Discussion
While there are many determinants of happiness,1 2 3 4 5 6 7 8 9 10 11 12 13 14 15 whether an individual is happy also depends on whether others in the individual’s social network are happy. The happiness of an individual is associated with the happiness of people up to three degrees removed in the social network. Happiness, in other words, is not merely a function of individual experience or individual choice but is also a property of groups of people. Indeed, changes in individual happiness can ripple through social networks and generate large scale structure in the network, giving rise to clusters of happy and unhappy individuals. These results are even more remarkable considering that happiness requires close physical proximity to spread and that the effect decays over time.
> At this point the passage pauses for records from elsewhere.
use async_trait::async_trait;
use chrono::{DateTime, SecondsFormat, Utc};
use rusqlite::Connection;

use super::{
    community_conversation_id, friend_conversation_id, ConversationKind, ConversationRef,
    Directory, MessageStore, StoreError, StoredMessage,
};
use crate::db::DbPool;

/// SQLite-backed [`MessageStore`] and [`Directory`].
#[derive(Clone)]
pub struct SqliteStore {
    db: DbPool,
}

impl SqliteStore {
    pub fn new(db: DbPool) -> Self {
        Self { db }
    }

    /// Run a closure against the connection on the blocking pool.
    async fn blocking<T, F>(&self, f: F) -> Result<T, StoreError>
    where
        F: FnOnce(&Connection) -> Result<T, StoreError> + Send + 'static,
        T: Send + 'static,
    {
        let db = self.db.clone();
        tokio::task::spawn_blocking(move || {
            let conn = db.lock().map_err(|_| StoreError::Poisoned)?;
            f(&conn)
        })
        .await?
    }
}

// Fixed precision so lexical order matches chronological order.
fn encode_time(time: &DateTime<Utc>) -> String {
    time.to_rfc3339_opts(SecondsFormat::Micros, true)
}

fn now() -> String {
    encode_time(&Utc::now())
}

#[async_trait]
impl MessageStore for SqliteStore {
    async fn append(
        &self,
        conversation_id: &str,
        author: &str,
        content: &str,
        time_sent: DateTime<Utc>,
    ) -> Result<StoredMessage, StoreError> {
        let message = StoredMessage {
            id: uuid::Uuid::now_v7().to_string(),
            conversation_id: conversation_id.to_string(),
            author: author.to_string(),
            content: content.to_string(),
            time_sent,
        };

        let row = message.clone();
        self.blocking(move |conn| {
            conn.execute(
                "INSERT INTO messages (id, conversation_id, author, content, time_sent)
                 VALUES (?1, ?2, ?3, ?4, ?5)",
                rusqlite::params![
                    row.id,
                    row.conversation_id,
                    row.author,
                    row.content,
                    encode_time(&row.time_sent)
                ],
            )?;
            Ok(())
        })
        .await?;

        Ok(message)
    }

    async fn list(&self, conversation_id: &str) -> Result<Vec<StoredMessage>, StoreError> {
        let conversation_id = conversation_id.to_string();
        self.blocking(move |conn| {
            let mut stmt = conn.prepare(
                "SELECT id, conversation_id, author, content, time_sent FROM messages
                 WHERE conversation_id = ?1
                 ORDER BY time_sent ASC, rowid ASC",
            )?;
            let rows = stmt.query_map(rusqlite::params![conversation_id], |row| {
                Ok((
                    row.get::<_, String>(0)?,
                    row.get::<_, String>(1)?,
                    row.get::<_, String>(2)?,
                    row.get::<_, String>(3)?,
                    row.get::<_, String>(4)?,
                ))
            })?;

            let mut messages = Vec::new();
            for row in rows {
                let (id, conversation_id, author, content, time_sent) = row?;
                messages.push(StoredMessage {
                    id,
                    conversation_id,
                    author,
                    content,
                    time_sent: DateTime::parse_from_rfc3339(&time_sent)?.with_timezone(&Utc),
                });
            }
            Ok(messages)
        })
        .await
    }
}

#[async_trait]
impl Directory for SqliteStore {
    async fn friends_and_communities_of(
        &self,
        identity: &str,
    ) -> Result<Vec<ConversationRef>, StoreError> {
        let identity = identity.to_string();
        self.blocking(move |conn| {
            let mut chats = Vec::new();

            let mut stmt =
                conn.prepare("SELECT friend FROM friendships WHERE username = ?1 ORDER BY friend")?;
            let friends = stmt.query_map(rusqlite::params![identity], |row| row.get::<_, String>(0))?;
            for friend in friends {
                let friend = friend?;
                chats.push(ConversationRef {
                    id: friend_conversation_id(&identity, &friend),
                    name: friend,
                    kind: ConversationKind::Friend,
                });
            }

            let mut stmt = conn.prepare(
                "SELECT community FROM community_members WHERE member = ?1 ORDER BY community",
            )?;
            let communities =
                stmt.query_map(rusqlite::params![identity], |row| row.get::<_, String>(0))?;
            for community in communities {
                let community = community?;
                chats.push(ConversationRef {
                    id: community_conversation_id(&community),
                    name: community,
                    kind: ConversationKind::Community,
                });
            }

            Ok(chats)
        })
        .await
    }

    async fn add_friend(&self, a: &str, b: &str) -> Result<(), StoreError> {
        let (a, b) = (a.to_string(), b.to_string());
        self.blocking(move |conn| {
            let tx = conn.unchecked_transaction()?;
            let created_at = now();
            for (user, friend) in [(&a, &b), (&b, &a)] {
                tx.execute(
                    "INSERT OR IGNORE INTO friendships (username, friend, created_at) VALUES (?1, ?2, ?3)",
                    rusqlite::params![user, friend, created_at],
                )?;
            }
            tx.commit()?;
            Ok(())
        })
        .await
    }

    async fn join_community(&self, member: &str, community: &str) -> Result<(), StoreError> {
        let (member, community) = (member.to_string(), community.to_string());
        self.blocking(move |conn| {
            let tx = conn.unchecked_transaction()?;
            let joined_at = now();
            tx.execute(
                "INSERT OR IGNORE INTO communities (name, created_at) VALUES (?1, ?2)",
                rusqlite::params![community, joined_at],
            )?;
            tx.execute(
                "INSERT OR IGNORE INTO community_members (community, member, joined_at) VALUES (?1, ?2, ?3)",
                rusqlite::params![community, member, joined_at],
            )?;
            tx.commit()?;
            Ok(())
        })
        .await
    }
}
Happy people tend to be located in the centre of their local social networks and in large clusters of other happy people
Our results are consistent with previous work on the evolutionary basis of human emotions and with work focusing on the fleeting direct spread of emotions. In addition to their internal and psychological relevance,53 emotions have a specifically social role: when humans experience emotions, they tend to show them. Human lple, is believed to have evolved from the “play face” expression seen in other primates in relaxed social situations.55 Such facial expressions and positive emotions enhance social relations by producing analogous pleasurable feelings in others,17 by rewarding the efforts of others, and by encouraging ongoing social contact. Given the organisation of people (and early hominids) into social groups larger than pairs,56 such spread in emotions probably served evolutionarily adaptive purposes.8 http://www.hookupdate.net/it/silversingles-review/ There are thus good biological, psychological, and social reasons to suppose that social networks-both in terms of their large scale structure and in terms of the interpersonal ties of which they are composed-would be relevant to human happiness.
Our data do not allow us to identify the actual causal mechanisms of the spread of happiness, but various mechanisms are possible. Happy people might share their good fortune (for example, by being pragmatically helpful or financially generous to others), or change their behaviour towards others (for example, by being nicer or less hostile), or merely exude an emotion that is genuinely contagious (albeit over a longer time frame than previous psychological work has indicated). Psychoneuroimmunological mechanisms are also conceivable, whereby being surrounded by happy individuals has beneficial biological effects.
The spread of happiness seems to reach up to three degrees of separation, just like the spread of obesity32 and smoking behaviour.34 Hence, although the person to person effects of these outcomes tend to be quite strong, they decay well before reaching the whole network. In other words, the reach of a particular behaviour or mood cascade is not limitless. We conjecture that this phenomenon is generic. We might yet find that a “three degrees of influence rule” applies to depression, anxiety, loneliness, drinking, eating, exercise, and many other health related activities and emotional states, and that this rule restricts the effective spread of health phenomena to three degrees of separation away from the ego.
Our findings have relevance for public health. To the extent that clinical or policy manoeuvres increase the happiness of one person, they might have cascade effects on others, thereby enhancing the efficacy and cost effectiveness of the intervention.33 For example, illness is a potential source of unhappiness for patients and also for those individuals surrounding the patient. Providing better care for those who are sick might not only improve their happiness but also the happiness of numerous others, thereby further vindicating the benefits of medical care or health promotion.